▶ YOUR TASK: From the records below, find each line with the string "repositories" and copy it.

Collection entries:
• • • • •

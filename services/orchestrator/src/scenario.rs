//! Test scenarios: which repositories to create, which fixtures to deploy,
//! and what the analysis plugin is expected to report for each.

use std::collections::{BTreeSet, HashSet};
use std::path::Path;
use std::time::Duration;

use anyhow::{bail, Context, Result};
use pvt_gateways::{ArtifactSource, RepositoryDescriptor};
use serde::{Deserialize, Serialize};

/// Expected analysis outcome for one deployed artifact.
#[derive(Debug, Clone, PartialEq, Eq, Default, Serialize, Deserialize)]
pub struct VerificationTarget {
    /// Component identifiers (package URLs) the analysis must report.
    #[serde(default)]
    pub components: BTreeSet<String>,

    #[serde(default)]
    pub vulnerabilities: VulnerabilityExpectation,

    /// Per-target deadline, capped by the run's poll timeout.
    #[serde(default)]
    pub timeout_secs: Option<u64>,
}

impl VerificationTarget {
    pub fn timeout(&self) -> Option<Duration> {
        self.timeout_secs.map(Duration::from_secs)
    }

    /// A target with nothing to check would match vacuously.
    pub fn expects_anything(&self) -> bool {
        !self.components.is_empty() || self.vulnerabilities != VulnerabilityExpectation::Any
    }
}

/// What the analysis must say about vulnerabilities.
#[derive(Debug, Clone, PartialEq, Eq, Default, Serialize, Deserialize)]
#[serde(tag = "mode", content = "ids", rename_all = "snake_case")]
pub enum VulnerabilityExpectation {
    /// Vulnerabilities are not checked.
    #[default]
    Any,
    /// No vulnerabilities at all, confirmed by a completed scan.
    None,
    /// At least these vulnerability ids.
    Includes(BTreeSet<String>),
}

/// A known package deployed to exercise the scan path.
#[derive(Debug, Clone, PartialEq, Serialize, Deserialize)]
pub struct FixtureArtifact {
    pub repository: String,

    /// Repository path; defaults to the source's layout path.
    #[serde(default)]
    pub path: Option<String>,

    pub source: ArtifactSource,

    /// Identifier recorded for correlation; defaults to the source's package URL.
    #[serde(default)]
    pub external_id: Option<String>,

    #[serde(default)]
    pub expect: VerificationTarget,
}

impl FixtureArtifact {
    pub fn target_path(&self) -> String {
        self.path
            .clone()
            .unwrap_or_else(|| self.source.layout_path())
    }

    pub fn external_id(&self) -> Option<String> {
        self.external_id
            .clone()
            .or_else(|| self.source.package_url())
    }
}

/// A complete scenario file.
#[derive(Debug, Clone, PartialEq, Serialize, Deserialize)]
pub struct Scenario {
    #[serde(default = "default_name")]
    pub name: String,

    #[serde(default)]
    pub repositories: Vec<RepositoryDescriptor>,

    #[serde(default)]
    pub artifacts: Vec<FixtureArtifact>,
}

fn default_name() -> String {
    "default".to_string()
}

impl Default for Scenario {
    /// One maven repository holding `demo-lib-1.0.jar`, expected to be
    /// identified as `pkg:maven/demo/demo-lib@1.0` with no vulnerabilities.
    fn default() -> Self {
        Self {
            name: default_name(),
            repositories: vec![RepositoryDescriptor::local("test-repo", "maven")],
            artifacts: vec![FixtureArtifact {
                repository: "test-repo".to_string(),
                path: None,
                source: ArtifactSource::maven("demo", "demo-lib", "1.0"),
                external_id: None,
                expect: VerificationTarget {
                    components: BTreeSet::from(["pkg:maven/demo/demo-lib@1.0".to_string()]),
                    vulnerabilities: VulnerabilityExpectation::None,
                    timeout_secs: None,
                },
            }],
        }
    }
}

impl Scenario {
    /// Load and validate a scenario from a TOML file.
    pub fn load(path: &Path) -> Result<Self> {
        let contents = std::fs::read_to_string(path)
            .with_context(|| format!("failed to read scenario {}", path.display()))?;
        let scenario: Scenario = toml::from_str(&contents)
            .with_context(|| format!("failed to parse scenario {}", path.display()))?;
        scenario.validate()?;
        Ok(scenario)
    }

    pub fn validate(&self) -> Result<()> {
        if self.artifacts.is_empty() {
            bail!("scenario '{}' names no artifacts", self.name);
        }

        let mut keys = HashSet::new();
        for repository in &self.repositories {
            if !keys.insert(repository.key.as_str()) {
                bail!("repository '{}' is declared twice", repository.key);
            }
        }

        let mut targets = HashSet::new();
        for artifact in &self.artifacts {
            if !keys.contains(artifact.repository.as_str()) {
                bail!(
                    "artifact {} references undeclared repository '{}'",
                    artifact.source.file_name(),
                    artifact.repository
                );
            }
            let path = artifact.target_path();
            if !targets.insert((artifact.repository.as_str(), path.clone())) {
                bail!("artifact {}/{} is declared twice", artifact.repository, path);
            }
            if !artifact.expect.expects_anything() {
                bail!(
                    "artifact {}/{} has no expected components or vulnerabilities",
                    artifact.repository,
                    path
                );
            }
        }

        Ok(())
    }
}

#[cfg(test)]
mod tests {
    use super::*;

    #[test]
    fn test_default_scenario() {
        let scenario = Scenario::default();
        scenario.validate().unwrap();

        let artifact = &scenario.artifacts[0];
        assert_eq!(artifact.repository, "test-repo");
        assert_eq!(artifact.source.file_name(), "demo-lib-1.0.jar");
        assert_eq!(artifact.target_path(), "demo/demo-lib/1.0/demo-lib-1.0.jar");
        assert_eq!(
            artifact.external_id().as_deref(),
            Some("pkg:maven/demo/demo-lib@1.0")
        );
        assert_eq!(
            artifact.expect.vulnerabilities,
            VulnerabilityExpectation::None
        );
    }

    #[test]
    fn test_parse_toml() {
        let scenario: Scenario = toml::from_str(
            r#"
            name = "npm"

            [[repositories]]
            key = "npm-local"
            rclass = "local"
            packageType = "npm"
            description = "fixtures"

            [[artifacts]]
            repository = "npm-local"
            path = "lodash/-/lodash-4.17.20.tgz"
            external_id = "pkg:npm/lodash@4.17.20"
            source = { kind = "url", url = "https://registry.npmjs.org/lodash/-/lodash-4.17.20.tgz" }

            [artifacts.expect]
            components = ["pkg:npm/lodash@4.17.20"]
            vulnerabilities = { mode = "includes", ids = ["CVE-2021-23337"] }
            timeout_secs = 120
            "#,
        )
        .unwrap();
        scenario.validate().unwrap();

        let artifact = &scenario.artifacts[0];
        assert_eq!(scenario.repositories[0].package_type, "npm");
        assert_eq!(artifact.target_path(), "lodash/-/lodash-4.17.20.tgz");
        assert_eq!(
            artifact.expect.vulnerabilities,
            VulnerabilityExpectation::Includes(BTreeSet::from(["CVE-2021-23337".to_string()]))
        );
        assert_eq!(artifact.expect.timeout(), Some(Duration::from_secs(120)));
    }

    #[test]
    fn test_rejects_undeclared_repository() {
        let mut scenario = Scenario::default();
        scenario.repositories.clear();
        let err = scenario.validate().unwrap_err();
        assert!(err.to_string().contains("undeclared repository 'test-repo'"));
    }

    #[test]
    fn test_rejects_empty_scenario() {
        let mut scenario = Scenario::default();
        scenario.artifacts.clear();
        assert!(scenario.validate().is_err());
    }

    #[test]
    fn test_rejects_vacuous_target() {
        let mut scenario = Scenario::default();
        scenario.artifacts[0].expect = VerificationTarget::default();
        assert!(scenario.validate().is_err());
    }

    #[test]
    fn test_load_from_file() {
        let dir = tempfile::tempdir().unwrap();
        let path = dir.path().join("scenario.toml");
        std::fs::write(&path, toml::to_string(&Scenario::default()).unwrap()).unwrap();

        let loaded = Scenario::load(&path).unwrap();
        assert_eq!(loaded, Scenario::default());
    }
}
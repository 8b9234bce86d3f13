//! Instance provisioner.
//!
//! Brings up a disposable repository-manager instance (or attaches to an
//! existing one), waits for it to report healthy, and tears it down again.
//! `stop` is best-effort and never returns an error.

use std::fmt;
use std::path::{Path, PathBuf};
use std::sync::Arc;
use std::time::Duration;

use bytes::Bytes;
use pvt_gateways::{
    ContainerRuntime, GatewayResult, Health, InstanceEndpoint, InstanceLaunch,
    SystemGateway,
};
use serde::Serialize;
use tokio::time::Instant;
use tracing::{debug, error, info, warn};

use crate::config::InstanceSettings;
use crate::error::ProvisionError;

/// File imported from the config-import directory.
pub const CONFIG_FILE_NAME: &str = "config.xml";

/// Lifecycle of the provisioned instance.
#[derive(Debug, Clone, Copy, PartialEq, Eq, Serialize)]
#[serde(rename_all = "snake_case")]
pub enum InstanceState {
    Starting,
    Ready,
    Stopping,
    Stopped,
    Failed,
}

impl fmt::Display for InstanceState {
    fn fmt(&self, f: &mut fmt::Formatter<'_>) -> fmt::Result {
        let name = match self {
            InstanceState::Starting => "starting",
            InstanceState::Ready => "ready",
            InstanceState::Stopping => "stopping",
            InstanceState::Stopped => "stopped",
            InstanceState::Failed => "failed",
        };
        f.write_str(name)
    }
}

/// The provisioned instance. Only the provisioner changes its state.
#[derive(Debug, Clone)]
pub struct InstanceHandle {
    image_tag: String,
    url: String,
    endpoint: Option<InstanceEndpoint>,
    managed: bool,
    state: InstanceState,
}

impl InstanceHandle {
    pub fn image_tag(&self) -> &str {
        &self.image_tag
    }

    /// Base URL the gateways talk to.
    pub fn url(&self) -> &str {
        &self.url
    }

    pub fn container_id(&self) -> Option<&str> {
        self.endpoint.as_ref().map(|e| e.container_id.as_str())
    }

    pub fn managed(&self) -> bool {
        self.managed
    }

    pub fn state(&self) -> InstanceState {
        self.state
    }

    pub fn is_ready(&self) -> bool {
        self.state == InstanceState::Ready
    }
}

/// Result of a teardown attempt.
#[derive(Debug, Clone, PartialEq, Eq, Serialize)]
#[serde(tag = "outcome", content = "reason", rename_all = "snake_case")]
pub enum StopOutcome {
    Stopped,
    AlreadyStopped,
    /// Nothing was ever started.
    NotStarted,
    Failed(String),
}

impl StopOutcome {
    pub fn is_failure(&self) -> bool {
        matches!(self, StopOutcome::Failed(_))
    }
}

/// Instance provisioner.
pub struct InstanceProvisioner {
    runtime: Arc<dyn ContainerRuntime>,
    system: Arc<dyn SystemGateway>,
    poll_interval: Duration,
}

impl InstanceProvisioner {
    pub const DEFAULT_POLL_INTERVAL: Duration = Duration::from_secs(5);

    pub fn new(runtime: Arc<dyn ContainerRuntime>, system: Arc<dyn SystemGateway>) -> Self {
        Self {
            runtime,
            system,
            poll_interval: Self::DEFAULT_POLL_INTERVAL,
        }
    }

    /// Interval between health checks in `wait_ready`.
    pub fn with_poll_interval(mut self, poll_interval: Duration) -> Self {
        self.poll_interval = poll_interval;
        self
    }

    /// Launch the instance, building its image first if it is not cached.
    ///
    /// An unmanaged instance is only attached to; the container runtime is
    /// not touched.
    pub async fn start(&self, settings: &InstanceSettings) -> Result<InstanceHandle, ProvisionError> {
        let image_tag = settings.image_tag();

        if !settings.managed {
            info!(url = %settings.server_url, "Using existing instance");
            return Ok(InstanceHandle {
                image_tag,
                url: settings.server_url.clone(),
                endpoint: None,
                managed: false,
                state: InstanceState::Starting,
            });
        }

        if let Some(path) = &settings.license_path {
            std::fs::metadata(path).map_err(|source| ProvisionError::LicenseUnreadable {
                path: path.clone(),
                source,
            })?;
        }

        let cached = self
            .runtime
            .image_exists(&image_tag)
            .await
            .map_err(ProvisionError::Runtime)?;
        if cached {
            debug!(image = %image_tag, "Reusing cached image");
        } else {
            info!(image = %image_tag, base_image = %settings.base_image, "Building image");
            self.runtime
                .build_image(&image_tag, &settings.base_image, &settings.version)
                .await
                .map_err(ProvisionError::Runtime)?;
        }

        let launch = InstanceLaunch {
            image_tag: image_tag.clone(),
            license_file: settings.license_path.clone(),
            config_dir: settings.config_import_dir.clone(),
            port: settings.port,
        };
        let endpoint = self
            .runtime
            .run_instance(&launch)
            .await
            .map_err(ProvisionError::Runtime)?;

        info!(
            container_id = %endpoint.container_id,
            endpoint = %endpoint.url,
            image = %image_tag,
            "Instance launched"
        );

        Ok(InstanceHandle {
            image_tag,
            url: settings.server_url.clone(),
            endpoint: Some(endpoint),
            managed: true,
            state: InstanceState::Starting,
        })
    }

    /// Poll the status endpoint until healthy or until `timeout` has elapsed.
    ///
    /// A zero timeout fails without polling. Status errors count as
    /// unhealthy; the last one is reported on timeout.
    pub async fn wait_ready(
        &self,
        handle: &mut InstanceHandle,
        timeout: Duration,
    ) -> Result<(), ProvisionError> {
        if handle.state == InstanceState::Ready {
            return Ok(());
        }

        if timeout.is_zero() {
            handle.state = InstanceState::Failed;
            return Err(ProvisionError::NotReady {
                timeout,
                last_status: "zero timeout".to_string(),
            });
        }

        let deadline = Instant::now() + timeout;
        let mut attempts = 0u32;

        // The last poll lands on the deadline itself
        let last_status = loop {
            attempts += 1;
            let status = match self.system.status().await {
                Ok(Health::Healthy) => {
                    handle.state = InstanceState::Ready;
                    info!(url = %handle.url, attempts, "Instance ready");
                    return Ok(());
                }
                Ok(Health::Unhealthy(reason)) => {
                    debug!(attempts, reason = %reason, "Instance not ready yet");
                    reason
                }
                Err(e) => {
                    debug!(attempts, error = %e, "Status check failed");
                    e.to_string()
                }
            };

            let now = Instant::now();
            if now >= deadline {
                break status;
            }
            tokio::time::sleep(self.poll_interval.min(deadline - now)).await;
        };

        handle.state = InstanceState::Failed;
        warn!(attempts, last_status = %last_status, "Instance did not become ready");
        Err(ProvisionError::NotReady {
            timeout,
            last_status,
        })
    }

    /// Import `config.xml` from `dir` into a ready instance.
    pub async fn import_config(
        &self,
        handle: &InstanceHandle,
        dir: &Path,
    ) -> Result<(), ProvisionError> {
        let path = dir.join(CONFIG_FILE_NAME);
        if !handle.is_ready() {
            return Err(ProvisionError::ConfigImport {
                path,
                reason: format!("instance is {}", handle.state),
            });
        }

        let contents = std::fs::read(&path).map_err(|e| ProvisionError::ConfigImport {
            path: path.clone(),
            reason: e.to_string(),
        })?;

        self.system
            .import_config(Bytes::from(contents))
            .await
            .map_err(|e| ProvisionError::ConfigImport {
                path: path.clone(),
                reason: e.to_string(),
            })?;

        info!(path = %path.display(), "Configuration imported");
        Ok(())
    }

    /// Write the instance's exported configuration into `dir`.
    pub async fn export_diagnostics(&self, dir: &Path) -> GatewayResult<PathBuf> {
        let exported = self.system.export_config().await?;
        std::fs::create_dir_all(dir)?;
        let path = dir.join(format!(
            "config-export-{}.xml",
            chrono::Utc::now().format("%Y%m%dT%H%M%SZ")
        ));
        std::fs::write(&path, &exported)?;
        info!(path = %path.display(), bytes = exported.len(), "Diagnostics exported");
        Ok(path)
    }

    /// Stop the instance. Safe to call repeatedly and on handles that never
    /// became ready; failures are logged and reported, never returned.
    pub async fn stop(&self, handle: &mut InstanceHandle) -> StopOutcome {
        if handle.state == InstanceState::Stopped {
            debug!("Instance already stopped");
            return StopOutcome::AlreadyStopped;
        }

        handle.state = InstanceState::Stopping;

        let Some(endpoint) = handle.endpoint.clone() else {
            handle.state = InstanceState::Stopped;
            debug!(managed = handle.managed, "No container to stop");
            return StopOutcome::Stopped;
        };

        match self.runtime.stop_instance(&endpoint).await {
            Ok(()) => {
                handle.state = InstanceState::Stopped;
                info!(container_id = %endpoint.container_id, "Instance stopped");
                StopOutcome::Stopped
            }
            Err(e) => {
                handle.state = InstanceState::Failed;
                error!(container_id = %endpoint.container_id, error = %e, "Failed to stop instance");
                StopOutcome::Failed(e.to_string())
            }
        }
    }
}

• • • • •

▶ FINAL ANSWER:
//! Test scenarios: which repositories to create, which fixtures to deploy,
    pub repositories: Vec<RepositoryDescriptor>,
            repositories: vec![RepositoryDescriptor::local("test-repo", "maven")],
        for repository in &self.repositories {
            [[repositories]]
        assert_eq!(scenario.repositories[0].package_type, "npm");
        scenario.repositories.clear();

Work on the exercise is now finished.